Dataset entries

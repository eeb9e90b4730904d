//! PostgreSQL storage implementation.
//!
//! Multi-record operations run in one transaction. Rows whose state is
//! checked before writing are loaded with `SELECT ... FOR UPDATE`, so two
//! concurrent deductions for the same user queue on the row lock instead of
//! both passing the balance check.
//!
//! ## Error Mapping
//!
//! | SQLx Error | PostgreSQL Code | `StoreError` |
//! |------------|-----------------|--------------|
//! | Database (unique violation) | `23505` | `Duplicate` |
//! | Database (other) | any | `Database` |
//! | column decode | n/a | `Serialization` |
//! | anything else | n/a | `Database` |

use async_trait::async_trait;
use chrono::{DateTime, Utc};
use sqlx::postgres::{PgConnection, PgPool, PgPoolOptions, PgRow};
use sqlx::types::Json;
use sqlx::Row;
use tracing::{debug, instrument};

use genledger_core::{
    BillingInterval, CreditTransaction, FileId, GeneratedFile, Job, JobId, JobKind, JobSpec,
    JobStatus, Payment, PaymentStatus, Plan, StorageKey, Subscription, SubscriptionId,
    SubscriptionStatus, TransactionId, TransactionType, User, UserId,
};

use crate::error::{Result, StoreError};
use crate::transition;
use crate::{JobProgress, JobTransition, LedgerUpdate, PaymentSettlement, Store};

const SELECT_USER: &str = "SELECT id, external_id, email, email_updated_at, credits, \
     total_credits_used, credits_updated_at, created_at FROM users";

const SELECT_TRANSACTION: &str = "SELECT id, user_id, amount, transaction_type, balance_after, \
     description, metadata, created_at FROM credit_transactions";

const SELECT_JOB: &str = "SELECT id, author_id, kind, spec, cost, status, progress, message, \
     error, created_at, started_at, completed_at FROM jobs";

const SELECT_FILE: &str = "SELECT id, job_id, owner_id, storage_key, content_type, format, \
     width, height, size_bytes, created_at FROM generated_files";

const SELECT_PAYMENT: &str = "SELECT reference, user_id, email, amount_minor, currency, credits, \
     status, provider_data, created_at, updated_at FROM payments";

const SELECT_SUBSCRIPTION: &str = "SELECT id, user_id, plan_code, provider_code, email_token, \
     status, created_at, cancelled_at FROM subscriptions";

/// PostgreSQL-backed storage implementation.
#[derive(Debug, Clone)]
pub struct PgStore {
    pool: PgPool,
}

→ TASK ITEM
Show the lines above that include "implementation".

→ EXERCISE SOLUTION
//! PostgreSQL storage implementation.
/// PostgreSQL-backed storage implementation.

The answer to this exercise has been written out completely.